So imagine an Early Cretaceous shore next to a lagoon, with these deeply impressed trails running parallel to the average high-tide mark along that shore. With no vegetation along the way, the sauropods would have had a clear view, just in case they needed advance warning of the big predatory theropods waiting for them out there. Occasionally one or several of these theropods came down to the shoreline too, hoping to pick off a straggling sauropod for a big score, but for the most part they stayed away; this was sauropod country, and the uneven ground made ambush hunting and quick pursuits problematic. If seen from a pterosaur’s point of view, the coastal trails would have connected to more inland ones, criss-crossing the forested interiors and freshwater wetlands like a great spider web.
Such grand disturbances of pliable mud or sand, in which great numbers of overlapping footprints made by immense dinosaurs made trails or left churned messes in the geologic record, are sometimes called “dinoturbation.” I personally dislike this term, because it literally means “terrible [or awe-inspiring] mixing.” This handiwork, however, is not the exclusive domain of dinosaurs. After all, earthworms and ants also mix tons of sediment every day. This term also distracts from how a few modern vertebrates, such as elephants and hippopotamuses, are capable of doing their own awesome mixing of sediment, which we somehow manage to restrain ourselves from labeling “elephanturbation” or “hippoturbation.” Semantics aside, huge-sized dinosaurs, which sometimes traveled together in herds like the proverbial ships passing in the night, would have left sedimentary wakes with their passage, massively disturbing and altering terrestrial and freshwater ecosystems wherever their feet landed.
As the largest living land animals, elephants are the first analogs ichnologists reach for when trying to estimate the potentially far-reaching ecological effects of dinosaur trails. Elephants consist of three species: the African bush elephant (Loxodonta africana), African savannah elephant (L. cyclotis), and Indian elephant (Elephas maximus). Of these, the African bush elephant (L. africana) is the largest, with males weighing more than 7 tons, but Indian elephant males can also reach 5 tons. Elephants of all three species travel extensively and migrate annually. They normally walk in groups led by an adult female (matriarch), although adult males will go off on their own to make their own tracks. Thanks to fossil trackways recently discovered in the United Arab Emirates which show a series of parallel and overlapping tracks (group behavior) crossed by one trackway (a lone male), we know elephants and their relatives have likely held these same behaviors minimally for the past seven million years.

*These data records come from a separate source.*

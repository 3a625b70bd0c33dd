use thiserror::Error;

use crate::common::ExchangeId;

/// Errors surfaced by exchange actions.
///
/// "Not ready to match yet" is never an error: matching reports it as
/// `Ok(false)`.
#[derive(Error, Debug)]
pub enum ExchangeError {
    #[error("Invalid exchange code: {0}")]
    InvalidCode(String),

    #[error("Exchange not found: {0}")]
    NotFound(ExchangeId),

    #[error("Exchange has already been matched")]
    AlreadyMatched,

    #[error("Exchange is full ({0} participants)")]
    ExchangeFull(u32),

    #[error("A wishlist is required to join")]
    EmptyWishlist,

    #[error("An exchange needs at least 2 participants, got {0}")]
    TargetTooSmall(u32),

    #[error("Budget cannot be negative")]
    InvalidBudget,

    #[error("Exchange title cannot be empty")]
    EmptyTitle,

    #[error("Only the exchange creator can do that")]
    NotCreator,

    #[error("Could not find an unused invite code after {0} attempts")]
    CodeSpaceExhausted(usize),

    #[error("Internal error: {0}")]
    Internal(#[from] anyhow::Error),
}
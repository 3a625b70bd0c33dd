pub mod assignment;
pub mod exchange;
pub mod participant;
pub mod user_profile;

pub use assignment::Assignment;
pub use exchange::{Exchange, ExchangeStatus, NewExchange};
pub use participant::Participant;
pub use user_profile::{SantaTarget, UserProfile};
// Secret Santa - Exchange Core
//
// Exchanges, membership and the gift draw, with chat notifications through
// an injected messenger. Actions live in domains/*/actions and receive their
// collaborators through kernel::ServerDeps.

pub mod common;
pub mod config;
pub mod domains;
pub mod kernel;

pub use config::*;
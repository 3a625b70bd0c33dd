use serde::{Deserialize, Serialize};

/// A change in who is taking part in an exchange
#[derive(Debug, Clone, Copy, PartialEq, Eq, Serialize, Deserialize)]
pub enum MembershipChange {
    Joined,
    Left,
}

impl MembershipChange {
    pub fn verb(&self) -> &'static str {
        match self {
            Self::Joined => "joined",
            Self::Left => "left",
        }
    }

    pub fn emoji(&self) -> &'static str {
        match self {
            Self::Joined => "✅",
            Self::Left => "👋",
        }
    }
}

/// Outcome of one notification batch.
///
/// `skipped` counts recipients with no linked chat; `failed` counts sends the
/// channel rejected. Neither is an error for the caller.
#[derive(Debug, Clone, Copy, Default, PartialEq, Eq, Serialize, Deserialize)]
pub struct DeliveryReport {
    pub sent: usize,
    pub skipped: usize,
    pub failed: usize,
}

impl DeliveryReport {
    pub fn attempted(&self) -> usize {
        self.sent + self.failed
    }
}
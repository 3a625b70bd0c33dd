use serde::{Deserialize, Serialize};

/// Envelope every Bot API method responds with.
#[derive(Debug, Deserialize)]
pub struct ApiResponse<T> {
    pub ok: bool,
    pub result: Option<T>,
    pub description: Option<String>,
    pub error_code: Option<i32>,
}

/// The bot account, as returned by `getMe`.
#[derive(Debug, Clone, Deserialize)]
pub struct BotUser {
    pub id: i64,
    pub is_bot: bool,
    pub first_name: String,
    pub username: Option<String>,
}

#[derive(Debug, Clone, Copy, Serialize, PartialEq, Eq)]
pub enum ParseMode {
    Markdown,
    #[serde(rename = "MarkdownV2")]
    MarkdownV2,
    #[serde(rename = "HTML")]
    Html,
}

#[derive(Debug, Serialize)]
pub struct SendMessageRequest<'a> {
    pub chat_id: i64,
    pub text: &'a str,
    #[serde(skip_serializing_if = "Option::is_none")]
    pub parse_mode: Option<ParseMode>,
}

#[derive(Debug, Clone, Deserialize)]
pub struct Chat {
    pub id: i64,
}

#[derive(Debug, Clone, Deserialize)]
pub struct SentMessage {
    pub message_id: i64,
    pub chat: Chat,
    pub text: Option<String>,
}
//! Test harness for exchange integration tests.
//!
//! Each test gets a fresh in-memory store, a spy notifier and a seeded RNG,
//! wired through the same `ServerDeps` the binary uses.

use std::sync::Arc;

use santa_core::kernel::{InMemoryExchangeStore, ServerDeps, SpyNotifier, TestDependencies};
use test_context::AsyncTestContext;

/// Test harness that owns one set of test dependencies.
///
/// # Example using test-context
///
/// ```ignore
/// use test_context::test_context;
///
/// #[test_context(TestHarness)]
/// #[tokio::test]
/// async fn my_test(ctx: &TestHarness) {
///     let exchange = ctx.open_exchange(3).await;
///     // ... test code
/// }
/// ```
pub struct TestHarness {
    pub test_deps: TestDependencies,
}

impl AsyncTestContext for TestHarness {
    async fn setup() -> Self {
        Self::new()
    }

    async fn teardown(self) {
        // In-memory state is dropped with the harness
    }
}

impl TestHarness {
    pub fn new() -> Self {
        Self::with_notifier(SpyNotifier::new())
    }

    pub fn with_notifier(notifier: SpyNotifier) -> Self {
        // Run tests with: RUST_LOG=debug cargo test -- --nocapture
        let _ = tracing_subscriber::fmt()
            .with_env_filter(tracing_subscriber::EnvFilter::from_default_env())
            .with_test_writer()
            .try_init();

        Self {
            test_deps: TestDependencies::with_notifier(notifier),
        }
    }

    pub fn deps(&self) -> &ServerDeps {
        &self.test_deps.deps
    }

    pub fn store(&self) -> &Arc<InMemoryExchangeStore> {
        &self.test_deps.store
    }

    pub fn notifier(&self) -> &Arc<SpyNotifier> {
        &self.test_deps.notifier
    }
}
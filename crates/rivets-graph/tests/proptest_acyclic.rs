//! Property tests: the graph stays a DAG whatever edges are thrown at it.

use proptest::prelude::*;
use rivets_graph::{DependencyGraph, GraphError, IssueId};
use std::collections::BTreeSet;

const NODES: usize = 12;

fn node(i: usize) -> IssueId {
    IssueId::new(format!("n{i:02}"))
}

fn graph_from(edges: &[(usize, usize)]) -> DependencyGraph {
    let graph = DependencyGraph::default();
    for i in 0..NODES {
        graph.add_node(node(i)).unwrap();
    }
    for (from, to) in edges {
        let _ = graph.add_dependency(&node(*from), &node(*to));
    }
    graph
}

fn arb_edges() -> impl Strategy<Value = Vec<(usize, usize)>> {
    prop::collection::vec((0..NODES, 0..NODES), 0..60)
}

proptest! {
    #![proptest_config(ProptestConfig::with_cases(256))]

    #[test]
    fn any_insertion_sequence_stays_acyclic(edges in arb_edges()) {
        let graph = graph_from(&edges);
        let report = graph.validate(false).unwrap();
        prop_assert!(report.is_clean(), "report: {:?}", report);
    }

    #[test]
    fn refused_edges_really_close_a_cycle(edges in arb_edges(), from in 0..NODES, to in 0..NODES) {
        let graph = graph_from(&edges);
        match graph.add_dependency(&node(from), &node(to)) {
            Err(GraphError::CycleDetected { path, .. }) => {
                // to already reaches from
                prop_assert_eq!(path.first(), Some(&node(to)));
                prop_assert_eq!(path.last(), Some(&node(from)));
                prop_assert!(graph.query_deps(&node(to), 0).unwrap().contains(&node(from)));
            }
            Err(GraphError::SelfLoop(_)) => {
                prop_assert_eq!(from, to);
            }
            Err(other) => {
                prop_assert!(false, "unexpected error: {}", other);
            }
            Ok(_) => {}
        }
    }

    #[test]
    fn downstream_unbounded_equals_every_ancestor(edges in arb_edges(), target in 0..NODES) {
        let graph = graph_from(&edges);

        let downstream: BTreeSet<IssueId> = graph
            .query_downstream(&node(target), 0)
            .unwrap()
            .reached()
            .cloned()
            .collect();

        let ancestors: BTreeSet<IssueId> = (0..NODES)
            .filter(|i| *i != target)
            .map(node)
            .filter(|candidate| graph.query_deps(candidate, 0).unwrap().contains(&node(target)))
            .collect();

        prop_assert_eq!(downstream, ancestors);
    }

    #[test]
    fn traversal_reports_each_node_once(edges in arb_edges(), start in 0..NODES) {
        let graph = graph_from(&edges);
        let walk = graph.query_deps(&node(start), 0).unwrap();
        let unique: BTreeSet<&IssueId> = walk.reached().collect();
        prop_assert_eq!(unique.len(), walk.total);
    }
}
impl DependencyGraph {
    /// An empty graph.
    ///
    /// # Errors
    ///
    /// Returns `GraphError::Config` if `config` is invalid.
    pub fn new(config: GraphConfig) -> Result<Self> {
        config.validate()?;
        Ok(Self::with_store(GraphStore::new(), config))
    }

    /// A graph restored from `snapshot` without per-edge checks.
    ///
    /// Call [`validate`](Self::validate) afterwards to find anything the
    /// snapshot smuggled in.
    ///
    /// # Errors
    ///
    /// Returns `GraphError::Config` if `config` is invalid.
    pub fn from_snapshot(snapshot: &GraphSnapshot, config: GraphConfig) -> Result<Self> {
        config.validate()?;
        Ok(Self::with_store(snapshot::restore(snapshot), config))
    }

    /// A graph loaded from a persistence collaborator.
    ///
    /// # Errors
    ///
    /// - `GraphError::Config` if `config` is invalid
    /// - whatever `source.load()` returns
    pub fn from_source(source: &dyn SnapshotSource, config: GraphConfig) -> Result<Self> {
        config.validate()?;
        let snapshot = source.load()?;
        tracing::info!(
            nodes = snapshot.nodes.len(),
            edges = snapshot.edges.len(),
            "Loading dependency graph"
        );
        Self::from_snapshot(&snapshot, config)
    }

    fn with_store(store: GraphStore, config: GraphConfig) -> Self {
        Self {
            current: RwLock::new(Arc::new(store)),
            config,
        }
    }

    /// Configuration in effect.
    #[must_use]
    pub fn config(&self) -> &GraphConfig {
        &self.config
    }

    /// The current store version.
    ///
    /// The returned handle is immutable and unaffected by later mutations.
    ///
    /// # Errors
    ///
    /// Returns `GraphError::Poisoned` if a writer panicked.
    pub fn store(&self) -> Result<Arc<GraphStore>> {
        let guard = self.current.read().map_err(|_| GraphError::Poisoned)?;
        Ok(Arc::clone(&*guard))
    }

    /// Mutation counter of the current store version.
    ///
    /// # Errors
    ///
    /// Returns `GraphError::Poisoned` if a writer panicked.
    pub fn version(&self) -> Result<u64> {
        Ok(self.store()?.version())
    }

    /// Run `op` against the current store under the write lock.
    ///
    /// If `op` fails the store is left as it was: every mutation in this
    /// crate validates before it changes anything.
    fn mutate<T>(&self, op: impl FnOnce(&mut GraphStore) -> Result<T>) -> Result<T> {
        let mut guard = self.current.write().map_err(|_| GraphError::Poisoned)?;
        op(Arc::make_mut(&mut *guard))
    }

    // === Nodes ===

    /// Register an issue.
    ///
    /// # Errors
    ///
    /// Returns `GraphError::DuplicateNode` if the ID is already registered.
    pub fn add_node(&self, node: impl Into<Node>) -> Result<()> {
        let node = node.into();
        self.mutate(|store| store.add_node(node))
    }

    /// Unregister an issue.
    ///
    /// Without `cascade` the issue must have no edges. With `cascade` its
    /// edges are removed too and returned.
    ///
    /// # Errors
    ///
    /// - `GraphError::UnknownNode` if the issue is not registered
    /// - `GraphError::NodeInUse` if it has edges and `cascade` is false
    pub fn remove_node(&self, id: &IssueId, cascade: bool) -> Result<Vec<Edge>> {
        self.mutate(|store| store.remove_node(id, cascade))
    }

    /// Move an issue to a new lifecycle state, returning the previous one.
    ///
    /// # Errors
    ///
    /// Returns `GraphError::UnknownNode` if the issue is not registered.
    pub fn set_state(&self, id: &IssueId, state: LifecycleState) -> Result<LifecycleState> {
        let previous = self.mutate(|store| store.set_state(id, state))?;
        tracing::debug!(%id, from = %previous, to = %state, "State changed");
        Ok(previous)
    }

    // === Edges ===

    /// Record that `from` depends on `to`.
    ///
    /// # Errors
    ///
    /// - `GraphError::SelfLoop` if `from == to`
    /// - `GraphError::UnknownNode` if either issue is not registered
    /// - `GraphError::CycleDetected` if the edge would close a cycle
    pub fn add_dependency(&self, from: &IssueId, to: &IssueId) -> Result<AddOutcome> {
        self.mutate(|store| cycle::try_add_edge(store, from, to))
    }

    /// Add several dependencies of `from` under one write lock.
    ///
    /// # Errors
    ///
    /// Returns `GraphError::Poisoned` if a writer panicked. Per-target
    /// failures are collected in the result instead.
    pub fn add_dependencies(&self, from: &IssueId, targets: &[IssueId]) -> Result<BulkAddResult> {
        self.mutate(|store| {
            let mut result = BulkAddResult::default();
            for to in targets {
                match cycle::try_add_edge(store, from, to) {
                    Ok(AddOutcome::Added) => result.added.push(to.clone()),
                    Ok(AddOutcome::AlreadyExists) => result.already_exist.push(to.clone()),
                    Err(e) => result.errors.push((to.clone(), e.to_string())),
                }
            }
            Ok(result)
        })
    }

    /// Drop the dependency `from -> to`.
    ///
    /// # Errors
    ///
    /// Returns `GraphError::EdgeNotFound` if the edge does not exist.
    pub fn remove_dependency(&self, from: &IssueId, to: &IssueId) -> Result<()> {
        self.mutate(|store| store.remove_edge(from, to))?;
        tracing::debug!(%from, %to, "Removed dependency");
        Ok(())
    }

    /// Drop several dependencies of `from` under one write lock.
    ///
    /// # Errors
    ///
    /// Returns `GraphError::Poisoned` if a writer panicked.
    pub fn remove_dependencies(
        &self,
        from: &IssueId,
        targets: &[IssueId],
    ) -> Result<BulkRemoveResult> {
        self.mutate(|store| {
            let mut result = BulkRemoveResult::default();
            for to in targets {
                match store.remove_edge(from, to) {
                    Ok(()) => result.removed.push(to.clone()),
                    Err(_) => result.not_found.push(to.clone()),
                }
            }
            Ok(result)
        })
    }

    /// Whether `from -> to` could be added without closing a cycle.
    ///
    /// Returns the would-be cycle path `to -> ... -> from` if not.
    ///
    /// # Errors
    ///
    /// Returns `GraphError::UnknownNode` if either issue is not registered.
    pub fn would_create_cycle(&self, from: &IssueId, to: &IssueId) -> Result<Option<Vec<IssueId>>> {
        cycle::would_create_cycle(&*self.store()?, from, to)
    }

    // === Traversal ===

    /// Everything `id` depends on, up to `depth` hops (0 = unbounded).
    ///
    /// Uses the configured default timeout, if any.
    ///
    /// # Errors
    ///
    /// - `GraphError::UnknownNode` if the issue is not registered
    /// - `GraphError::Cancelled` if the configured timeout elapses
    pub fn query_deps(&self, id: &IssueId, depth: usize) -> Result<Traversal> {
        self.query_deps_with(id, depth, &self.config.default_cancel_token())
    }

    /// [`query_deps`](Self::query_deps) with an explicit cancellation token.
    ///
    /// # Errors
    ///
    /// - `GraphError::UnknownNode` if the issue is not registered
    /// - `GraphError::Cancelled` if `cancel` fires
    pub fn query_deps_with(
        &self,
        id: &IssueId,
        depth: usize,
        cancel: &CancelToken,
    ) -> Result<Traversal> {
        traversal::walk(&*self.store()?, id, Direction::Dependencies, depth, cancel)
    }

    /// Everything that depends on `id`, up to `depth` hops (0 = unbounded).
    ///
    /// # Errors
    ///
    /// - `GraphError::UnknownNode` if the issue is not registered
    /// - `GraphError::Cancelled` if the configured timeout elapses
    pub fn query_downstream(&self, id: &IssueId, depth: usize) -> Result<Traversal> {
        self.query_downstream_with(id, depth, &self.config.default_cancel_token())
    }

    /// [`query_downstream`](Self::query_downstream) with an explicit
    /// cancellation token.
    ///
    /// # Errors
    ///
    /// - `GraphError::UnknownNode` if the issue is not registered
    /// - `GraphError::Cancelled` if `cancel` fires
    pub fn query_downstream_with(
        &self,
        id: &IssueId,
        depth: usize,
        cancel: &CancelToken,
    ) -> Result<Traversal> {
        traversal::walk(&*self.store()?, id, Direction::Dependents, depth, cancel)
    }

    /// Issues with no dependencies, sorted by ID.
    ///
    /// # Errors
    ///
    /// Returns `GraphError::Poisoned` if a writer panicked.
    pub fn query_roots(&self) -> Result<Vec<IssueId>> {
        Ok(traversal::roots(&*self.store()?))
    }

    /// Roots that are neither done nor rejected.
    ///
    /// # Errors
    ///
    /// Returns `GraphError::Poisoned` if a writer panicked.
    pub fn query_startable_roots(&self) -> Result<Vec<IssueId>> {
        Ok(traversal::startable_roots(&*self.store()?))
    }

    // === Availability ===

    /// Blocked issues with the dependencies holding them up.
    ///
    /// # Errors
    ///
    /// Returns `GraphError::Poisoned` if a writer panicked.
    pub fn query_blocked(&self) -> Result<Vec<BlockedIssue>> {
        Ok(traversal::blocked(
            &*self.store()?,
            self.config.rejected_dependency,
        ))
    }

    /// Issues that can be started now.
    ///
    /// # Errors
    ///
    /// Returns `GraphError::Poisoned` if a writer panicked.
    pub fn query_ready(&self) -> Result<Vec<IssueId>> {
        Ok(traversal::ready(&*self.store()?, self.config.rejected_dependency))
    }

    /// Derived availability of one issue.
    ///
    /// # Errors
    ///
    /// Returns `GraphError::UnknownNode` if the issue is not registered.
    pub fn availability(&self, id: &IssueId) -> Result<Availability> {
        availability::availability(&*self.store()?, id, self.config.rejected_dependency)
    }

    // === Analysis ===

    /// Edges implied by other paths. Nothing is removed.
    ///
    /// # Errors
    ///
    /// Returns `GraphError::Cancelled` if the configured timeout elapses.
    pub fn compute_redundant_edges(&self) -> Result<Vec<RedundantEdge>> {
        self.compute_redundant_edges_with(&self.config.default_cancel_token())
    }

    /// [`compute_redundant_edges`](Self::compute_redundant_edges) with an
    /// explicit cancellation token.
    ///
    /// # Errors
    ///
    /// Returns `GraphError::Cancelled` if `cancel` fires.
    pub fn compute_redundant_edges_with(&self, cancel: &CancelToken) -> Result<Vec<RedundantEdge>> {
        reduction::redundant_edges(&*self.store()?, cancel)
    }

    /// Whether `to` is reachable from `from` other than through a direct edge.
    ///
    /// # Errors
    ///
    /// Returns `GraphError::UnknownNode` if either issue is not registered.
    pub fn is_transitive(&self, from: &IssueId, to: &IssueId) -> Result<bool> {
        reduction::is_transitive(&*self.store()?, from, to)
    }

    /// The direct dependencies of `id` left after transitive reduction.
    ///
    /// # Errors
    ///
    /// Returns `GraphError::UnknownNode` if the issue is not registered.
    pub fn reduced_dependencies(&self, id: &IssueId) -> Result<BTreeSet<IssueId>> {
        reduction::reduced_dependencies(&*self.store()?, id)
    }

    /// Sweep for cycles, dangling edges and self-loops.
    ///
    /// With `fix`, dangling edges and self-loops are removed atomically with
    /// the sweep. Without it the graph is only read.
    ///
    /// # Errors
    ///
    /// Returns `GraphError::Poisoned` if a writer panicked.
    pub fn validate(&self, fix: bool) -> Result<ValidationReport> {
        if fix {
            self.mutate(|store| Ok(validation::validate(store, true)))
        } else {
            Ok(validation::inspect(&*self.store()?))
        }
    }

    // === Collaborators ===

    /// The rendering view of the current graph.
    ///
    /// # Errors
    ///
    /// Returns `GraphError::Poisoned` if a writer panicked.
    pub fn export(&self) -> Result<GraphExport> {
        Ok(snapshot::export(&*self.store()?))
    }

    /// Every node and edge of the current graph.
    ///
    /// # Errors
    ///
    /// Returns `GraphError::Poisoned` if a writer panicked.
    pub fn snapshot(&self) -> Result<GraphSnapshot> {
        Ok(snapshot::capture(&*self.store()?))
    }

    /// Hand the current graph to a persistence collaborator.
    ///
    /// # Errors
    ///
    /// Returns whatever `sink.save()` returns.
    pub fn save_to(&self, sink: &mut dyn SnapshotSource) -> Result<()> {
        let snapshot = self.snapshot()?;
        sink.save(&snapshot)?;
        tracing::info!(
            nodes = snapshot.nodes.len(),
            edges = snapshot.edges.len(),
            "Saved dependency graph"
        );
        Ok(())
    }

    /// Replace the whole graph with the contents of `snapshot`.
    ///
    /// Readers holding the old version keep it; new reads see the restored
    /// graph.
    ///
    /// # Errors
    ///
    /// Returns `GraphError::Poisoned` if a writer panicked.
    pub fn restore(&self, snapshot: &GraphSnapshot) -> Result<()> {
        let mut restored = snapshot::restore(snapshot);
        let mut guard = self.current.write().map_err(|_| GraphError::Poisoned)?;
        restored.continue_from(guard.version());
        *guard = Arc::new(restored);
        Ok(())
    }
}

These behaviors also imply that local vegetation is normally worn down and sediments compacted by groups of elephants, not individuals, and that once a path has been cleared, it will be used repeatedly, perhaps by generations of elephants. Elephants also need plenty of water, so they try to stay near rivers or ponds, which they often enter and exit to drink or bathe. These habits mean they wear down banks, form wide divots on those banks, and muck up water-body bottoms, especially if they start wallowing. Elephant trails can also form depressions deep enough for water to flow along them, creating canals that connect previously isolated rivers or ponds. Trails on riverbanks similarly allow easier passage for floodwaters to cut through levees and pour out onto floodplains, depositing sediment in what are called crevasse splays.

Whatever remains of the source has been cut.